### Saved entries
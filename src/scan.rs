//! Filesystem scanning into packable file lists.

use crate::error::{PckError, Result};
use crate::util::wildcard_match;
use serde::Serialize;
use std::path::{Path, PathBuf};
use walkdir::WalkDir;

/// Default mount prefix for packed paths
pub const DEFAULT_PREFIX: &str = "res://";

/// A source file and the archive path it will be stored under
#[derive(Debug, Clone, PartialEq, Eq, Serialize)]
pub struct FileToPack {
    pub source: PathBuf,
    pub archive_path: String,
    /// Length at scan time; the packer re-reads it before writing
    pub size: u64,
}

impl FileToPack {
    pub fn new(source: PathBuf, archive_path: String, size: u64) -> Self {
        Self {
            source,
            archive_path,
            size,
        }
    }
}

#[derive(Debug, Clone)]
pub struct ScanOptions {
    pub prefix: String,
    /// Wildcard patterns matched against the prefixed archive path
    pub exclude: Vec<String>,
}

impl Default for ScanOptions {
    fn default() -> Self {
        Self {
            prefix: DEFAULT_PREFIX.to_string(),
            exclude: Vec::new(),
        }
    }
}

/// List every file under `root` as `res://relative/path`
pub fn scan_dir(root: &Path) -> Result<Vec<FileToPack>> {
    scan_dir_with(root, &ScanOptions::default())
}

/// List files under `root`, subdirectories before files at each level
pub fn scan_dir_with(root: &Path, options: &ScanOptions) -> Result<Vec<FileToPack>> {
    if !root.is_dir() {
        return Err(PckError::NotFound(root.display().to_string()));
    }

    let walker = WalkDir::new(root).follow_links(false).sort_by(|a, b| {
        b.file_type()
            .is_dir()
            .cmp(&a.file_type().is_dir())
            .then_with(|| a.file_name().cmp(b.file_name()))
    });

    let mut files = Vec::new();
    for entry in walker {
        let entry = entry.map_err(|e| {
            let msg = e.to_string();
            PckError::Io(
                e.into_io_error()
                    .unwrap_or_else(|| std::io::Error::new(std::io::ErrorKind::Other, msg)),
            )
        })?;

        if !entry.file_type().is_file() {
            continue;
        }

        let archive_path = archive_path_for(root, entry.path(), &options.prefix)?;
        if options
            .exclude
            .iter()
            .any(|pattern| wildcard_match(&archive_path, pattern, true))
        {
            continue;
        }

        let size = entry.metadata().map_err(|e| PckError::Io(e.into()))?.len();
        files.push(FileToPack::new(entry.into_path(), archive_path, size));
    }

    Ok(files)
}

fn archive_path_for(root: &Path, path: &Path, prefix: &str) -> Result<String> {
    let relative = path
        .strip_prefix(root)
        .map_err(|_| PckError::InvalidArgument(format!("{} is outside {}", path.display(), root.display())))?;

    let mut parts = Vec::new();
    for component in relative.components() {
        let part = component.as_os_str().to_str().ok_or_else(|| {
            PckError::InvalidArgument(format!("non UTF-8 file name: {}", path.display()))
        })?;
        parts.push(part);
    }

    Ok(format!("{}{}", prefix, parts.join("/")))
}
use crate::error::{PckError, Result};
use std::ffi::OsString;
use std::io::{self, Read, Write};
use std::path::{Path, PathBuf};

/// Chunk size for raw byte-range copies
pub const COPY_CHUNK_SIZE: usize = 64 * 1024;

/// Copy exactly `len` bytes in fixed-size chunks.
///
/// A source that ends early is an error: the caller validated the range
/// beforehand, so a short read means the file changed underneath us.
pub fn copy_exact<R: Read, W: Write>(mut reader: R, mut writer: W, len: u64) -> Result<u64> {
    let mut buf = vec![0u8; COPY_CHUNK_SIZE];
    let mut remaining = len;

    while remaining > 0 {
        let want = remaining.min(COPY_CHUNK_SIZE as u64) as usize;
        let read = match reader.read(&mut buf[..want]) {
            Ok(0) => {
                return Err(PckError::Io(io::Error::new(
                    io::ErrorKind::UnexpectedEof,
                    format!("source ended {} bytes early", remaining),
                )))
            }
            Ok(n) => n,
            Err(e) if e.kind() == io::ErrorKind::Interrupted => continue,
            Err(e) => return Err(PckError::Io(e)),
        };
        writer.write_all(&buf[..read])?;
        remaining -= read as u64;
    }

    Ok(len)
}

/// Backup name for `path`: `game.exe` -> `game.old.exe`, `game` -> `game.old`
pub fn backup_path(path: &Path) -> PathBuf {
    let mut ext = OsString::from("old");
    if let Some(original) = path.extension() {
        ext.push(".");
        ext.push(original);
    }
    path.with_extension(ext)
}

/// Directory a file lives in (`.` for bare file names)
pub fn parent_dir(path: &Path) -> &Path {
    match path.parent() {
        Some(parent) if !parent.as_os_str().is_empty() => parent,
        _ => Path::new("."),
    }
}

/// Whether two paths name the same file
pub fn same_path(a: &Path, b: &Path) -> bool {
    if a == b {
        return true;
    }
    match (a.canonicalize(), b.canonicalize()) {
        (Ok(a), Ok(b)) => a == b,
        _ => false,
    }
}
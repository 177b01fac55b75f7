use crate::archive::format::{
    normalize_path, pad_len, DirEntry, Layout, PackHeader, PACK_REL_FILEBASE,
};
use crate::archive::version::PackVersion;
use crate::error::{PckError, Result};
use crate::fsutil::copy_exact;
use crate::scan::FileToPack;
use std::collections::HashSet;
use std::fs::File;
use std::io::{BufReader, Write};
use tracing::debug;

/// Largest alignment the packer accepts (1 MiB)
pub const MAX_ALIGNMENT: u64 = 1 << 20;

/// Writes header, directory and payload for one package
///
/// The directory precedes the payload, so every offset is planned from the
/// file sizes before any byte is written. Offsets are stored relative to the
/// header start (pack formats 0 and 1) or to the file base (pack format 2,
/// always written with a header-relative file base).
pub struct PackWriter {
    version: PackVersion,
    layout: Layout,
    alignment: u64,
}

/// Directory and offsets computed ahead of writing
#[derive(Debug, Clone)]
pub struct PackPlan {
    pub header: PackHeader,
    pub entries: Vec<DirEntry>,
    /// Payload start, relative to the header start
    pub payload_start: u64,
    /// Total bytes the package occupies, relative to the header start
    pub pack_size: u64,
}

impl PackWriter {
    pub fn new(version: PackVersion, alignment: u64) -> Result<Self> {
        let layout = version
            .layout()
            .map_err(|_| PckError::VersionInvalid(version.to_string()))?;

        if alignment == 0 || !alignment.is_power_of_two() || alignment > MAX_ALIGNMENT {
            return Err(PckError::InvalidArgument(format!(
                "alignment must be a power of two between 1 and {}, got {}",
                MAX_ALIGNMENT, alignment
            )));
        }

        Ok(Self {
            version,
            layout,
            alignment,
        })
    }

    pub fn version(&self) -> PackVersion {
        self.version
    }

    pub fn alignment(&self) -> u64 {
        self.alignment
    }

    /// Compute the directory for `files` without touching the filesystem
    pub fn plan(&self, files: &[FileToPack]) -> Result<PackPlan> {
        let entry_count = u32::try_from(files.len()).map_err(|_| {
            PckError::InvalidArgument(format!("too many files: {}", files.len()))
        })?;

        let mut seen = HashSet::with_capacity(files.len());
        let mut entries = Vec::with_capacity(files.len());
        for file in files {
            let path = normalize_path(&file.archive_path);
            if !seen.insert(path.clone()) {
                return Err(PckError::InvalidArgument(format!(
                    "duplicate archive path: {}",
                    path
                )));
            }
            entries.push(DirEntry::new(path, 0, file.size));
        }

        let directory_size: u64 = entries.iter().map(|e| e.encoded_size(self.layout)).sum();
        let directory_end = self.layout.header_size() + directory_size;
        let payload_start = directory_end + pad_len(directory_end, self.alignment);

        let mut header = PackHeader::new(self.version);
        header.entry_count = entry_count;

        // Stored offsets start at the payload base
        let mut cursor = if self.layout.has_file_base() {
            header.flags = PACK_REL_FILEBASE;
            header.file_base = payload_start;
            0
        } else {
            payload_start
        };

        for entry in &mut entries {
            entry.offset = cursor;
            cursor += entry.size;
            cursor += pad_len(cursor, self.alignment);
        }

        let pack_size = if self.layout.has_file_base() {
            payload_start + cursor
        } else {
            cursor
        };

        Ok(PackPlan {
            header,
            entries,
            payload_start,
            pack_size,
        })
    }

    /// Write the package for `files` and return the number of bytes written
    ///
    /// Each source is streamed in bounded chunks and must still hold exactly
    /// the number of bytes recorded in its `FileToPack`.
    pub fn write_to<W: Write>(&self, mut writer: W, files: &[FileToPack]) -> Result<u64> {
        let plan = self.plan(files)?;

        plan.header.write_to(&mut writer)?;
        for entry in &plan.entries {
            entry.write_to(&mut writer, self.layout)?;
        }

        let directory_end = self.layout.header_size()
            + plan
                .entries
                .iter()
                .map(|e| e.encoded_size(self.layout))
                .sum::<u64>();
        write_zeros(&mut writer, plan.payload_start - directory_end)?;

        let mut written = plan.payload_start;
        for (file, entry) in files.iter().zip(&plan.entries) {
            let source = File::open(&file.source).map_err(|e| PckError::on_open(&file.source, e))?;
            copy_exact(BufReader::new(source), &mut writer, file.size).map_err(|e| match e {
                PckError::Io(io) => PckError::Io(std::io::Error::new(
                    io.kind(),
                    format!("{}: {}", file.source.display(), io),
                )),
                other => other,
            })?;
            written += file.size;

            let pad = pad_len(written, self.alignment);
            write_zeros(&mut writer, pad)?;
            written += pad;

            debug!(path = %entry.path, size = entry.size, "packed");
        }

        debug_assert_eq!(written, plan.pack_size);
        Ok(written)
    }
}

fn write_zeros<W: Write>(mut writer: W, count: u64) -> Result<()> {
    const ZEROS: [u8; 4096] = [0u8; 4096];
    let mut remaining = count;
    while remaining > 0 {
        let n = remaining.min(ZEROS.len() as u64) as usize;
        writer.write_all(&ZEROS[..n])?;
        remaining -= n as u64;
    }
    Ok(())
}
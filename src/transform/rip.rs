use crate::archive::format::{PackHeader, PACK_REL_FILEBASE};
use crate::archive::reader::ArchiveReader;
use crate::error::{PckError, Result};
use crate::fsutil::{copy_exact, parent_dir, same_path};
use crate::lock;
use crate::report::Report;
use crate::transform::backup::{finish_backup, Backup};
use crate::transform::open_embedded;
use std::fs::{self, File, OpenOptions};
use std::io::{BufReader, BufWriter, Seek, SeekFrom, Write};
use std::path::Path;
use tempfile::NamedTempFile;
use tracing::warn;

/// Pull the package appended to `exe` out of it.
///
/// With `output`, the package is copied to that file and `exe` is left
/// untouched. Without it, `exe` is truncated in place to its host bytes
/// behind a rename backup, which is deleted afterwards when
/// `remove_backup` is set.
pub fn rip(exe: &Path, output: Option<&Path>, remove_backup: bool) -> Result<Report> {
    if let Some(output) = output {
        if same_path(exe, output) {
            return Err(PckError::SamePathConflict(output.display().to_string()));
        }
    }

    let mut reader = open_embedded(exe)?;

    let mut report = Report::new();
    match output {
        Some(output) => {
            let size = rip_to_file(&mut reader, output)?;
            report.step(format!(
                "Ripped package from {} into {} ({} bytes)",
                exe.display(),
                output.display(),
                size
            ));
        }
        None => {
            let host_size = reader.header_start();
            reader.close();
            strip_in_place(exe, host_size, remove_backup, &mut report)?;
        }
    }

    Ok(report)
}

fn rip_to_file(reader: &mut ArchiveReader, output: &Path) -> Result<u64> {
    lock::ensure_unlocked(output)?;

    let mut temp = NamedTempFile::new_in(parent_dir(output))?;
    let size = {
        let mut out = BufWriter::new(temp.as_file_mut());
        let size = reader.copy_package_to(&mut out)?;
        out.flush()?;
        size
    };

    // An absolute file base only makes sense inside the host
    let header = reader.header();
    if header.layout()?.has_file_base() && header.flags & PACK_REL_FILEBASE == 0 {
        let mut fixed: PackHeader = header.clone();
        fixed.flags |= PACK_REL_FILEBASE;
        fixed.file_base = header
            .file_base
            .checked_sub(reader.header_start())
            .ok_or_else(|| PckError::FormatInvalid("file base precedes the header".to_string()))?;

        let file = temp.as_file_mut();
        file.seek(SeekFrom::Start(0))?;
        fixed.write_to(&mut *file)?;
    }

    temp.as_file().sync_all()?;
    temp.persist(output).map_err(|e| PckError::Io(e.error))?;
    Ok(size)
}

fn strip_in_place(exe: &Path, host_size: u64, remove_backup: bool, report: &mut Report) -> Result<()> {
    drop(lock::open_locked(exe)?);
    let permissions = fs::metadata(exe)?.permissions();

    let backup = Backup::by_rename(exe)?;
    report.step(format!("Renamed {} to {}", exe.display(), backup.path().display()));

    let copied = (|| -> Result<()> {
        let source = File::open(backup.path())?;
        lock::lock_shared(&source, backup.path())?;
        let target = OpenOptions::new().write(true).create_new(true).open(exe)?;

        let mut out = BufWriter::new(&target);
        copy_exact(BufReader::new(&source), &mut out, host_size)?;
        out.flush()?;
        drop(out);

        target.sync_all()?;
        fs::set_permissions(exe, permissions)?;
        Ok(())
    })();

    if let Err(e) = copied {
        warn!(exe = %exe.display(), error = %e, "strip failed, restoring backup");
        backup.restore()?;
        return Err(e);
    }

    report.step(format!(
        "Removed the package from {} ({} bytes kept)",
        exe.display(),
        host_size
    ));
    finish_backup(backup, remove_backup, report);
    Ok(())
}
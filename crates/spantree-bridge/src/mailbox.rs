//! Per-bridge MPSC mailboxes.
//!
//! Every bridge owns exactly one [`Inbox`]. Neighbors only ever hold an
//! [`Outbox`] and can append, never read or remove. Each mailbox is its own
//! channel, so bridges never contend on a shared lock.
//!
//! The inbox works from plain synchronous code (`try_next`, `drain`) as well
//! as from a tokio task (`recv`).

use tokio::sync::mpsc::{self, UnboundedReceiver, UnboundedSender};

use crate::ConfigMessage;

/// Create a connected outbox/inbox pair.
pub fn mailbox() -> (Outbox, Inbox) {
    let (tx, rx) = mpsc::unbounded_channel();
    (Outbox { tx }, Inbox { rx })
}

/// Producer side of a bridge's mailbox.
#[derive(Debug, Clone)]
pub struct Outbox {
    tx: UnboundedSender<ConfigMessage>,
}

impl Outbox {
    /// Append a message. Returns `false` if the owning inbox is gone.
    pub fn post(&self, msg: ConfigMessage) -> bool {
        self.tx.send(msg).is_ok()
    }

    /// True once the owning inbox has been dropped.
    pub fn is_closed(&self) -> bool {
        self.tx.is_closed()
    }

    /// True if both handles feed the same inbox.
    pub fn same_mailbox(&self, other: &Outbox) -> bool {
        self.tx.same_channel(&other.tx)
    }
}

/// Consumer side of a bridge's mailbox.
#[derive(Debug)]
pub struct Inbox {
    rx: UnboundedReceiver<ConfigMessage>,
}

impl Inbox {
    /// Take the next message if one is already queued.
    pub fn try_next(&mut self) -> Option<ConfigMessage> {
        self.rx.try_recv().ok()
    }

    /// Take every message that is currently queued.
    pub fn drain(&mut self) -> impl Iterator<Item = ConfigMessage> + '_ {
        std::iter::from_fn(move || self.try_next())
    }

    /// Wait for the next message. `None` once every outbox is dropped.
    pub async fn recv(&mut self) -> Option<ConfigMessage> {
        self.rx.recv().await
    }

    /// Discard everything queued; returns how many messages were dropped.
    pub fn clear(&mut self) -> usize {
        self.drain().count()
    }
}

### WHAT YOU HAVE TO DO
Lines that include the word "const" are to be extracted from the data above.

### RESULT OF THE TASK
pub const DEFAULT_PREFIX: &str = "res://";
pub const COPY_CHUNK_SIZE: usize = 64 * 1024;
pub const MAX_ALIGNMENT: u64 = 1 << 20;
    const ZEROS: [u8; 4096] = [0u8; 4096];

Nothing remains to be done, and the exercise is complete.